[Materials provided]:

= = = =

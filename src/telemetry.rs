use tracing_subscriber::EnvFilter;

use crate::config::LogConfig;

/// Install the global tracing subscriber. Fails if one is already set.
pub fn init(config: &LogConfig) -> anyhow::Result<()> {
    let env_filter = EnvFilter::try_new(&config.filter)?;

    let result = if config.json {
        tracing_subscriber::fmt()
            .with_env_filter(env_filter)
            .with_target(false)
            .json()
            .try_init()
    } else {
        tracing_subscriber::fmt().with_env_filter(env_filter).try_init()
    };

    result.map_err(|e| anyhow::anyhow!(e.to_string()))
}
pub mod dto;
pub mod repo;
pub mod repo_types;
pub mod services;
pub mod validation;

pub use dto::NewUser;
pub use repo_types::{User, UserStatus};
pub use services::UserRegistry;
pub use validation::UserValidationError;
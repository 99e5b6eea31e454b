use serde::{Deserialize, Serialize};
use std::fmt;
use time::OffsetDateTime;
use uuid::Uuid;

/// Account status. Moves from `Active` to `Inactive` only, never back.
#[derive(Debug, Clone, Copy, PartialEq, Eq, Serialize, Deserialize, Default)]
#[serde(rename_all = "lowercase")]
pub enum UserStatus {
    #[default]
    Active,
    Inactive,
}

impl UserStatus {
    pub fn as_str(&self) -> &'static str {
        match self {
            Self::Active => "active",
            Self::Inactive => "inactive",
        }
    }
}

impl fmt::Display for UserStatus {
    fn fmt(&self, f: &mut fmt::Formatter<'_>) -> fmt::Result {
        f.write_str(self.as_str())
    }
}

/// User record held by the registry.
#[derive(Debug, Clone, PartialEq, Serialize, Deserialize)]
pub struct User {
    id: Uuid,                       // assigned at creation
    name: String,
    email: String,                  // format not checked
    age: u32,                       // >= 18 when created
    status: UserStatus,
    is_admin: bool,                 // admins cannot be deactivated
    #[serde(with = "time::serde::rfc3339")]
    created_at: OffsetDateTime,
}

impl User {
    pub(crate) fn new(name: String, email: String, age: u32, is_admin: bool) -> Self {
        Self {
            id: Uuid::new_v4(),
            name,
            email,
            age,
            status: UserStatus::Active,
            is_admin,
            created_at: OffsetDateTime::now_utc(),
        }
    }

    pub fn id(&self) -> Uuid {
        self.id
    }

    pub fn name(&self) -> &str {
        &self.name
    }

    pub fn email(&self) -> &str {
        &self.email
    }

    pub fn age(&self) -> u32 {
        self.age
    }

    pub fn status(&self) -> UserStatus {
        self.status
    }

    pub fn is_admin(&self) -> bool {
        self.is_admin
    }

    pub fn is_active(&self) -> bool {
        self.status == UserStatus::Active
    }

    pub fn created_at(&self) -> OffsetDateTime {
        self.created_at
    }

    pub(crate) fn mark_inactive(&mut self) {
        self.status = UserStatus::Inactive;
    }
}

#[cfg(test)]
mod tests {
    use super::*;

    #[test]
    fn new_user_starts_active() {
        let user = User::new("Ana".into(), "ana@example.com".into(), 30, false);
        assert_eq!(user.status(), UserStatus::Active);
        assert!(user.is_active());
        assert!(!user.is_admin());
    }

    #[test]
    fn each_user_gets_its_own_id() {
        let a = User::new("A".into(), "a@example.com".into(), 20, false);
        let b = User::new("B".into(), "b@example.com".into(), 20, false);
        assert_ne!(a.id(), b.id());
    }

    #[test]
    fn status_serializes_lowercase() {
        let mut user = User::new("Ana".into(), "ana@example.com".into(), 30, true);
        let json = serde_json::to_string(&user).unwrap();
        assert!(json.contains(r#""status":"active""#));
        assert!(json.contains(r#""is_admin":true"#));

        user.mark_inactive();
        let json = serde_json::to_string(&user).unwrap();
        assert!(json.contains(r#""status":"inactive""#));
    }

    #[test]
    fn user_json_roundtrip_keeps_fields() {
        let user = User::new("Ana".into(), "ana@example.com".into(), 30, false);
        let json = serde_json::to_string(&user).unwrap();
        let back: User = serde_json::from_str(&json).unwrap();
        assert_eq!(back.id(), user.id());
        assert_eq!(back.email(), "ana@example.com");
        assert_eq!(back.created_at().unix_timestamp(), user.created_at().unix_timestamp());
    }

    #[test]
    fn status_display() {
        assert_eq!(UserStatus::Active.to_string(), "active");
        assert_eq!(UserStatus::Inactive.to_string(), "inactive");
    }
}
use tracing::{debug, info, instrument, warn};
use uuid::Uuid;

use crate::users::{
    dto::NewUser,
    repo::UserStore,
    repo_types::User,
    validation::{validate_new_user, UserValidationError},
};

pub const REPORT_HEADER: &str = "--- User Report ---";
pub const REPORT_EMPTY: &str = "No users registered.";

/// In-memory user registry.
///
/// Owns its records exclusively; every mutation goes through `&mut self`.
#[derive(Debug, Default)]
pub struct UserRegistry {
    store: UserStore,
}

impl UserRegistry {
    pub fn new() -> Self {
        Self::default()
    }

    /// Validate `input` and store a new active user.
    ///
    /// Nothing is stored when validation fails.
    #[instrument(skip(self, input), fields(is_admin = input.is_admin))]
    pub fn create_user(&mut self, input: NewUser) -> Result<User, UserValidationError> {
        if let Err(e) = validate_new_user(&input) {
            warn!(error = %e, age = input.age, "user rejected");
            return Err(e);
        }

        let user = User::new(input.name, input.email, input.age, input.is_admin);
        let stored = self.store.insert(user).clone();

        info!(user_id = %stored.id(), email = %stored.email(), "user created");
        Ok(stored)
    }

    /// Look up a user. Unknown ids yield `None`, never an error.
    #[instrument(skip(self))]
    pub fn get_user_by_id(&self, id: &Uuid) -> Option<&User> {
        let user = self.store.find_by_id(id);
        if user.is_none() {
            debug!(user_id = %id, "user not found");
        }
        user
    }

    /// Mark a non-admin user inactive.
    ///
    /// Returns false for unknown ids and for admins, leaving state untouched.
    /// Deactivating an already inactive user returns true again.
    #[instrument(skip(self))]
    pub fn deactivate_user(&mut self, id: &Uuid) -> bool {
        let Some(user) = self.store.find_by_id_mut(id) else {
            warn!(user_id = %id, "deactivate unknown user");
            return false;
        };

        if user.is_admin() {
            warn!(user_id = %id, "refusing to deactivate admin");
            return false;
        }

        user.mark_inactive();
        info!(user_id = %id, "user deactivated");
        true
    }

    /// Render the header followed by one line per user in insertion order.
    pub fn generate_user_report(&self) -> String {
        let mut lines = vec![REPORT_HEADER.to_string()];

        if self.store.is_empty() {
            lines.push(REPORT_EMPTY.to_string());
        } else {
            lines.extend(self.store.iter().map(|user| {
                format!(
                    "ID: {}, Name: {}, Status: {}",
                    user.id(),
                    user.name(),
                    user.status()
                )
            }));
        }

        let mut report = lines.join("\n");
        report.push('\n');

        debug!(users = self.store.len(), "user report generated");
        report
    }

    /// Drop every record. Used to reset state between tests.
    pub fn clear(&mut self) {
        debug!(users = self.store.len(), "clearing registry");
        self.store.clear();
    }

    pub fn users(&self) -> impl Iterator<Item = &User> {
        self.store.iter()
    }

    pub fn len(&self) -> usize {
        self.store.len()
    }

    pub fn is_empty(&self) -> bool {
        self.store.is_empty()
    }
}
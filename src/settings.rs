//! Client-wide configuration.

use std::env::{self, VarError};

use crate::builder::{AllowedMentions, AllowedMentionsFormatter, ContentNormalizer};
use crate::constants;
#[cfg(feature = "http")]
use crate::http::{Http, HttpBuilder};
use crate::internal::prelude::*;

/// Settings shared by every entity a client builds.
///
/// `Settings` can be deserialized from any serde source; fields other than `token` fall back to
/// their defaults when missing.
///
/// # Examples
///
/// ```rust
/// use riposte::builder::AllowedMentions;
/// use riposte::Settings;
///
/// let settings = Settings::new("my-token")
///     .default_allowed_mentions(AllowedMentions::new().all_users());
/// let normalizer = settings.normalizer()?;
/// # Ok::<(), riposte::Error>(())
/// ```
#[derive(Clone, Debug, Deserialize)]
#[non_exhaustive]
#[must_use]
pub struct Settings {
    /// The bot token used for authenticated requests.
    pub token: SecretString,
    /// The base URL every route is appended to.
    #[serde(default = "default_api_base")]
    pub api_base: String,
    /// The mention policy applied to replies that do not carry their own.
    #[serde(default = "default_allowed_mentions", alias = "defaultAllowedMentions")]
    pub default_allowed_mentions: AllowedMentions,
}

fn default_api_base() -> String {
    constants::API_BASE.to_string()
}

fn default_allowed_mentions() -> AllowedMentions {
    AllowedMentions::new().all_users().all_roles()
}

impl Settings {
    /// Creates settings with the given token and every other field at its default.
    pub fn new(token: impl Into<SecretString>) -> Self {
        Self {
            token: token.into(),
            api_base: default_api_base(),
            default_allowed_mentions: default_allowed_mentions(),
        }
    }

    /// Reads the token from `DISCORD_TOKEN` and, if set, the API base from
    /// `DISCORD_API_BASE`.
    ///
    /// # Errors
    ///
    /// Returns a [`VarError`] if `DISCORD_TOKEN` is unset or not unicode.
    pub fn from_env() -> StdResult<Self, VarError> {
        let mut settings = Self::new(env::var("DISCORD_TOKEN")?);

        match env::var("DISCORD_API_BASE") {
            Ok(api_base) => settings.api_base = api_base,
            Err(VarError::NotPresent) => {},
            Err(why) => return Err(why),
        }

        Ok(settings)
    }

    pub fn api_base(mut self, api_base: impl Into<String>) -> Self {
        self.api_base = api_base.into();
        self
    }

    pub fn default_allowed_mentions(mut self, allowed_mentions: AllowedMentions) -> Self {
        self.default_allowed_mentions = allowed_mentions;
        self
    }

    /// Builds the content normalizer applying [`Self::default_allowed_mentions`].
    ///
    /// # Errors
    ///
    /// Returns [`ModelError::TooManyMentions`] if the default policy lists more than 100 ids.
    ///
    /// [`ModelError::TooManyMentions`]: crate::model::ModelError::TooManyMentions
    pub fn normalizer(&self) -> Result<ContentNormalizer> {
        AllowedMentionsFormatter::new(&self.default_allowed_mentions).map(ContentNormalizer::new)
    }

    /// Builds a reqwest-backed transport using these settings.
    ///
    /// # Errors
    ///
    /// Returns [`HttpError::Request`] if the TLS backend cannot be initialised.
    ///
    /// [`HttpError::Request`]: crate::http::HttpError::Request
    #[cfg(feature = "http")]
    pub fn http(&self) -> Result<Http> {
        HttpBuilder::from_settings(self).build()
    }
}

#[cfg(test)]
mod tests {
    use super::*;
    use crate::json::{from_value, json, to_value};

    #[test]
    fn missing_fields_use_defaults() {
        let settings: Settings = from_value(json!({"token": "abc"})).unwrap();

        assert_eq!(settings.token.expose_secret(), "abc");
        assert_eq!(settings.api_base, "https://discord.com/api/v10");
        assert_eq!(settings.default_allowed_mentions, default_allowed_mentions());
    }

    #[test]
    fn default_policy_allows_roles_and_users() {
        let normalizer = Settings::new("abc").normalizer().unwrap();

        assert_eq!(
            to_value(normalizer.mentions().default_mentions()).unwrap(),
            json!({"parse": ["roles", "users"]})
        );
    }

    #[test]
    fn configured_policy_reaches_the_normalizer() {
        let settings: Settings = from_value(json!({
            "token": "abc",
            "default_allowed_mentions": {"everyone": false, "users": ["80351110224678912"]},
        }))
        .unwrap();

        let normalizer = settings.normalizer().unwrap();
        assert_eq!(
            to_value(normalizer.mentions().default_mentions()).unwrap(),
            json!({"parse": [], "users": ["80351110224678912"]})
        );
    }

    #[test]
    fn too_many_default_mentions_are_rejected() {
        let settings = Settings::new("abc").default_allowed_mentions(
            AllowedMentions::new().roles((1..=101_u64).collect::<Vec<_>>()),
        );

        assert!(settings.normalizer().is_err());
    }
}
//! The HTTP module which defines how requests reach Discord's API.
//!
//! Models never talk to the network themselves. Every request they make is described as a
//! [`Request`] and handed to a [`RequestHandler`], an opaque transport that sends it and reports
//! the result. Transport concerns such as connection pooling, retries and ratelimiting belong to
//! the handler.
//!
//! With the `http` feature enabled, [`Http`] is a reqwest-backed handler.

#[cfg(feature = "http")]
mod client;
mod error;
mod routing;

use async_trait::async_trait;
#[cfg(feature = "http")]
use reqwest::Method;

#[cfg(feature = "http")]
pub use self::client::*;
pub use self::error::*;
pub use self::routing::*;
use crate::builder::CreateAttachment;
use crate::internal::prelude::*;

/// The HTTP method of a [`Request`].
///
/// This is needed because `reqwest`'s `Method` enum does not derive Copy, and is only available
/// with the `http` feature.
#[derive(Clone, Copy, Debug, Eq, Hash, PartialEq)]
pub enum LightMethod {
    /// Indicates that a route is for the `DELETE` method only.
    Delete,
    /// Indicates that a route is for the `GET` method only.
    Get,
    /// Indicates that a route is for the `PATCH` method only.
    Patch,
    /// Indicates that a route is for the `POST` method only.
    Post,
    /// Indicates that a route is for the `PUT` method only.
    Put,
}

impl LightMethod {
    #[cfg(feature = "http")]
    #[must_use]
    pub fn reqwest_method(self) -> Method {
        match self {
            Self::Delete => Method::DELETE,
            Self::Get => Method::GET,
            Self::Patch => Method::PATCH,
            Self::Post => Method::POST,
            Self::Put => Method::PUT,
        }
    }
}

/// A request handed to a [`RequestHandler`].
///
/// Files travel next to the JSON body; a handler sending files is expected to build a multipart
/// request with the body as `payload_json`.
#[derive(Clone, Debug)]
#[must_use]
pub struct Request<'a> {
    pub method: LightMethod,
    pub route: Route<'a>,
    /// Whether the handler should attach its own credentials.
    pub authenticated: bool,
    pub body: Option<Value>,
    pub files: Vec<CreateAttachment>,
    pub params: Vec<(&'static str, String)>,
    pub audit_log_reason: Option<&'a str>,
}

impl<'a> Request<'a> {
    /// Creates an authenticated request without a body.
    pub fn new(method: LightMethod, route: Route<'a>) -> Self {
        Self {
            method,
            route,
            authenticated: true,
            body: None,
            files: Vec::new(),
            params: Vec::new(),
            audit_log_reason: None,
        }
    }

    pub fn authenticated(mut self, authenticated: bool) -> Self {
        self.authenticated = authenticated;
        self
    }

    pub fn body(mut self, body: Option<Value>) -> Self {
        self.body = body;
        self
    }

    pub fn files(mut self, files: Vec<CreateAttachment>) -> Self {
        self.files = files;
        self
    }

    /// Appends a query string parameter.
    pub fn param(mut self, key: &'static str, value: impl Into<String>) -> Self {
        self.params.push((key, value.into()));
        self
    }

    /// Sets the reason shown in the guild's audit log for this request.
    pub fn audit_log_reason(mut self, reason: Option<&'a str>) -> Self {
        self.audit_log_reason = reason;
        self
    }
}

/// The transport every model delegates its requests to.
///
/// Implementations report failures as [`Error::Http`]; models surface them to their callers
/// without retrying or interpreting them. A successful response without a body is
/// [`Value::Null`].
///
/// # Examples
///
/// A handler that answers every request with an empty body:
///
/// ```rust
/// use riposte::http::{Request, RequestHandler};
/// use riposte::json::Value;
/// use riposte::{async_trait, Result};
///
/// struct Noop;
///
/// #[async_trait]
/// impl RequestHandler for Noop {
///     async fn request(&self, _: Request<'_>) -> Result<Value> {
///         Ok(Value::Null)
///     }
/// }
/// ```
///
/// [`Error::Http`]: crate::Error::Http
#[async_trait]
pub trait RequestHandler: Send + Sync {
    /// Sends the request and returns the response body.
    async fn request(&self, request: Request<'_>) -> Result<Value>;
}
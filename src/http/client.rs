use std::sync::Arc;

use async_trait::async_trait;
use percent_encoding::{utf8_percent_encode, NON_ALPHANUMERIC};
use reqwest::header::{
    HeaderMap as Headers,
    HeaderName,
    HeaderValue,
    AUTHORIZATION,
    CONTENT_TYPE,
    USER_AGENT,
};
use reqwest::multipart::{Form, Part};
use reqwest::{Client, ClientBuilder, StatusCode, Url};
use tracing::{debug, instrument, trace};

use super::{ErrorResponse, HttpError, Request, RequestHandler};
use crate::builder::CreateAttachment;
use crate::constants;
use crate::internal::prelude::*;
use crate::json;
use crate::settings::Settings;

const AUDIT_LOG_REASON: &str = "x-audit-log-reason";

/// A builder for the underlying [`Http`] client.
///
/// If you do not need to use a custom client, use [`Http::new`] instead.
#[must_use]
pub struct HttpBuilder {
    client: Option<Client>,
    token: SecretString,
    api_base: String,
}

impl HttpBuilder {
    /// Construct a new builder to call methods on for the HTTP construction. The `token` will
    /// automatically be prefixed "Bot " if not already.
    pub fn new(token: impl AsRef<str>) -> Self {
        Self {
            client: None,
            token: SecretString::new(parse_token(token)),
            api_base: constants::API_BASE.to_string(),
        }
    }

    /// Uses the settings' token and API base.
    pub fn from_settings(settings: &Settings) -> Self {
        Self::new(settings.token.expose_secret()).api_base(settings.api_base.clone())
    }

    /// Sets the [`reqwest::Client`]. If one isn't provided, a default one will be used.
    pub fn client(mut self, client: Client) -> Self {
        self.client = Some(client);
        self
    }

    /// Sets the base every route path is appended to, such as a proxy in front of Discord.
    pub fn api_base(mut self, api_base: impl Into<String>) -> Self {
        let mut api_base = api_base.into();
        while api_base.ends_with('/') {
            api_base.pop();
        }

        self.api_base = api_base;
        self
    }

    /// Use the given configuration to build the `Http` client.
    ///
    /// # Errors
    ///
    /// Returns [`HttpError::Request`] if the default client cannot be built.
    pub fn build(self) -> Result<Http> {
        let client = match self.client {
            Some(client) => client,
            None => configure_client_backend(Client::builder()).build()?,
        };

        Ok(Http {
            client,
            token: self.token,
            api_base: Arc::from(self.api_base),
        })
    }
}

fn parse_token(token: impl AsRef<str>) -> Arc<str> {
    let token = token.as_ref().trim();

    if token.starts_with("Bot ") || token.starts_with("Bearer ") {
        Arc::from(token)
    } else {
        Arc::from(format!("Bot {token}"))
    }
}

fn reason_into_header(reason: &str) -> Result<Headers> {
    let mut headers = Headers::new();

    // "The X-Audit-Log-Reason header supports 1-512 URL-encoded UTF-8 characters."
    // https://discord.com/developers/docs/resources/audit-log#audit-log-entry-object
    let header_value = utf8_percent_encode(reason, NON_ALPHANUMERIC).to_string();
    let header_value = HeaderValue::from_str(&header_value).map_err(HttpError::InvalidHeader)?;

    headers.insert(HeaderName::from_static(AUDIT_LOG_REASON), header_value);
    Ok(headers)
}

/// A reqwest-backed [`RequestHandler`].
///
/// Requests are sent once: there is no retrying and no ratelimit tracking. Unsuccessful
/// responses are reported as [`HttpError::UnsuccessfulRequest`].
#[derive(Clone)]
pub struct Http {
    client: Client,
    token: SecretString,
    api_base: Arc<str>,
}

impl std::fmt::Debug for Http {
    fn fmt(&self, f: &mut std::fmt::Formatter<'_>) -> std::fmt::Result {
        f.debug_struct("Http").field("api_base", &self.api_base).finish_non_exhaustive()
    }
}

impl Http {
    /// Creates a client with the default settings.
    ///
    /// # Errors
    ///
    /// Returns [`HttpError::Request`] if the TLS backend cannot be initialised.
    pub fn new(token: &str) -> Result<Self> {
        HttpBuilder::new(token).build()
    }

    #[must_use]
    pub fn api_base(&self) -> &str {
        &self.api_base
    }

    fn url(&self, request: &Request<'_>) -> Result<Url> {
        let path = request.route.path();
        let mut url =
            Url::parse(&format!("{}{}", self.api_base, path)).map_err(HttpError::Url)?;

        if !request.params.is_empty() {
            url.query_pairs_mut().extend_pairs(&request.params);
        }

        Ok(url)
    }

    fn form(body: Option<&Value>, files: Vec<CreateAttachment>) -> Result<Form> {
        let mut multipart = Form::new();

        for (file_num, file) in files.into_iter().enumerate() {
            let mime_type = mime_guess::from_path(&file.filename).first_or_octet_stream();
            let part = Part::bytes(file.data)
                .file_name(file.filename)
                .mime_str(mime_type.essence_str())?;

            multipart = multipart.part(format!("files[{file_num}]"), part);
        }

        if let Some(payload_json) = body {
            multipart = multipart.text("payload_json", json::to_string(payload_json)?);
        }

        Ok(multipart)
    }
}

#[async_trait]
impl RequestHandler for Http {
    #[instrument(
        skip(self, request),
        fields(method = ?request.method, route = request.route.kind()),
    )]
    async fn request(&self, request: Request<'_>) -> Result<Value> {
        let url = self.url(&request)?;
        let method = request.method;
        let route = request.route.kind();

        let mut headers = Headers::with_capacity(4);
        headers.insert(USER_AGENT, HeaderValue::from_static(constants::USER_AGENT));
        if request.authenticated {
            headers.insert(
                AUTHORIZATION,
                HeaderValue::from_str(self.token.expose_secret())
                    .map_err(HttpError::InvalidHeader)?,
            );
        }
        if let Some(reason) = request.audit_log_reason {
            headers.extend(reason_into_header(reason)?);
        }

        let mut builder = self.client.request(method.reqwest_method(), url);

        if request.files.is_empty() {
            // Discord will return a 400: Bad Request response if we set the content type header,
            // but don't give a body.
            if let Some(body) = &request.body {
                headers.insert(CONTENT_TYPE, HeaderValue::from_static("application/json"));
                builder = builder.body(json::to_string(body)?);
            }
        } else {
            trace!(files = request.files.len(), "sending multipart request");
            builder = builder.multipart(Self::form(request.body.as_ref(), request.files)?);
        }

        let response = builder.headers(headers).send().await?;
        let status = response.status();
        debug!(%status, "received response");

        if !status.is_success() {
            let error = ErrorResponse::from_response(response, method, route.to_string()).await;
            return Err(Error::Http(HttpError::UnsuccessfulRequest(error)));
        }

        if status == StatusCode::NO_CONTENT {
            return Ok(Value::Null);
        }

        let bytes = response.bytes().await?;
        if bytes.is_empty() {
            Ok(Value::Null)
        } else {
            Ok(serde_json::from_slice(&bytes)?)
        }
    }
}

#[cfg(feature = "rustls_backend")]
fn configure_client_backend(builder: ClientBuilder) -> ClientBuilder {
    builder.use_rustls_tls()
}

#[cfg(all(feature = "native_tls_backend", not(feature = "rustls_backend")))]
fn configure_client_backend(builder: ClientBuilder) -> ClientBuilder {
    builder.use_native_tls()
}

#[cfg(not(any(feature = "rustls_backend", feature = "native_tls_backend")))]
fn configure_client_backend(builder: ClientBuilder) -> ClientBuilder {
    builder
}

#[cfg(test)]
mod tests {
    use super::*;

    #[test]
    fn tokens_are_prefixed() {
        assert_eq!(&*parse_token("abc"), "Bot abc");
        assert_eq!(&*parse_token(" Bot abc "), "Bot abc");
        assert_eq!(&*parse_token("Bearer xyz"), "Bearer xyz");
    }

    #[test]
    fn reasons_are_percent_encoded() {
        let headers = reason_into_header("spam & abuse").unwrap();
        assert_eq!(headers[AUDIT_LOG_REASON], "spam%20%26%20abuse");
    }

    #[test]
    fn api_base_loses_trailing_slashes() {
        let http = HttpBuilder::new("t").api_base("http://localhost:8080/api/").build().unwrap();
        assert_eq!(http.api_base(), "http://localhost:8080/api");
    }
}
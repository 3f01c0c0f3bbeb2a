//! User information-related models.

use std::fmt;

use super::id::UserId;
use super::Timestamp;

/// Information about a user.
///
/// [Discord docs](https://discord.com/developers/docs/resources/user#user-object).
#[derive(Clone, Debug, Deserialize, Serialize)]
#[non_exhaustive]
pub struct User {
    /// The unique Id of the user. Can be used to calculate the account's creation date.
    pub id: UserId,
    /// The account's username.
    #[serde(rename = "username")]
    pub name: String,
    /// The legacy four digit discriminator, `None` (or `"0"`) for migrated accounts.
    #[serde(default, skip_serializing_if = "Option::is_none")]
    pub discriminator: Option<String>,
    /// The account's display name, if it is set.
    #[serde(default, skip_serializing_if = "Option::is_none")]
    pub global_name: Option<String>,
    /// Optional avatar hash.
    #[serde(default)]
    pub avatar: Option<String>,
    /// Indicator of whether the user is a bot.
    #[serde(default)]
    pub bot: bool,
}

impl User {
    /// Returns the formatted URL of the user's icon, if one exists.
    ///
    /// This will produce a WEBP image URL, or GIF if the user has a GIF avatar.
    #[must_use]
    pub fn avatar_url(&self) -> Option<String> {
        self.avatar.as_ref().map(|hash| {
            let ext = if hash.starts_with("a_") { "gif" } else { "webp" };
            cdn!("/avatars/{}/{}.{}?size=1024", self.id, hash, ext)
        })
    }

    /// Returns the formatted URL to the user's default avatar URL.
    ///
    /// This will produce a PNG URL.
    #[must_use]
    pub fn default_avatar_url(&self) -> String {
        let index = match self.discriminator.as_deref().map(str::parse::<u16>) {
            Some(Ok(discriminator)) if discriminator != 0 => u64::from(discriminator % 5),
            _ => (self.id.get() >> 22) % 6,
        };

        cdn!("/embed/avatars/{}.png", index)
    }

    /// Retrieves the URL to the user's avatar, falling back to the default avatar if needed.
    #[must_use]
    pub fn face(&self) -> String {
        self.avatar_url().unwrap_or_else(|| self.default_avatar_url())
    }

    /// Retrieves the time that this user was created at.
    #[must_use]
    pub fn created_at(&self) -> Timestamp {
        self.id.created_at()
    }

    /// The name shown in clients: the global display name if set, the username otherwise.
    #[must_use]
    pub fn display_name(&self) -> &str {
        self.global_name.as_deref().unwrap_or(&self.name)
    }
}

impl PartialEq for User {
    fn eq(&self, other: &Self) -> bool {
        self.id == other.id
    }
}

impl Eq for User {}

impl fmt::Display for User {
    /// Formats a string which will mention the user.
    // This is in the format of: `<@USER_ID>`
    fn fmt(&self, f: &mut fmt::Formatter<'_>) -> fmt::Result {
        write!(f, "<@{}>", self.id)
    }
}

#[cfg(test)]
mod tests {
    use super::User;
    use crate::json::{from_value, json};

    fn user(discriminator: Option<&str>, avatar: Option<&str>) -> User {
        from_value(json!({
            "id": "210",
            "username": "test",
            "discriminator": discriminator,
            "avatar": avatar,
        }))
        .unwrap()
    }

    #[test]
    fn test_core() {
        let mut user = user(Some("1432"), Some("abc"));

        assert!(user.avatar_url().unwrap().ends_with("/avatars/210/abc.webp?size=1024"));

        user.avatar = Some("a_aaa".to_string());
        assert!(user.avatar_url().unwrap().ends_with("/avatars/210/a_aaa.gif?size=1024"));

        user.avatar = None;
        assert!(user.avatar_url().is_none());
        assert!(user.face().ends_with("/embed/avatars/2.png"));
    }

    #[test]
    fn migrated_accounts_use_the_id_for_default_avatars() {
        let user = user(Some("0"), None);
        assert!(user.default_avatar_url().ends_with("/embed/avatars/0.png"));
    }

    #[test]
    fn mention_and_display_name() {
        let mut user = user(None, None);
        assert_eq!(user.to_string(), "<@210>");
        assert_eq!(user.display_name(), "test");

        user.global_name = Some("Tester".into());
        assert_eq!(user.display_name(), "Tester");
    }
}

= = = =

Pull out every line of the records above that contains the word "multipart".

/// Files travel next to the JSON body; a handler sending files is expected to build a multipart
use reqwest::multipart::{Form, Part};
        let mut multipart = Form::new();
            multipart = multipart.part(format!("files[{file_num}]"), part);
            multipart = multipart.text("payload_json", json::to_string(payload_json)?);
        Ok(multipart)
            trace!(files = request.files.len(), "sending multipart request");
            builder = builder.multipart(Self::form(request.body.as_ref(), request.files)?);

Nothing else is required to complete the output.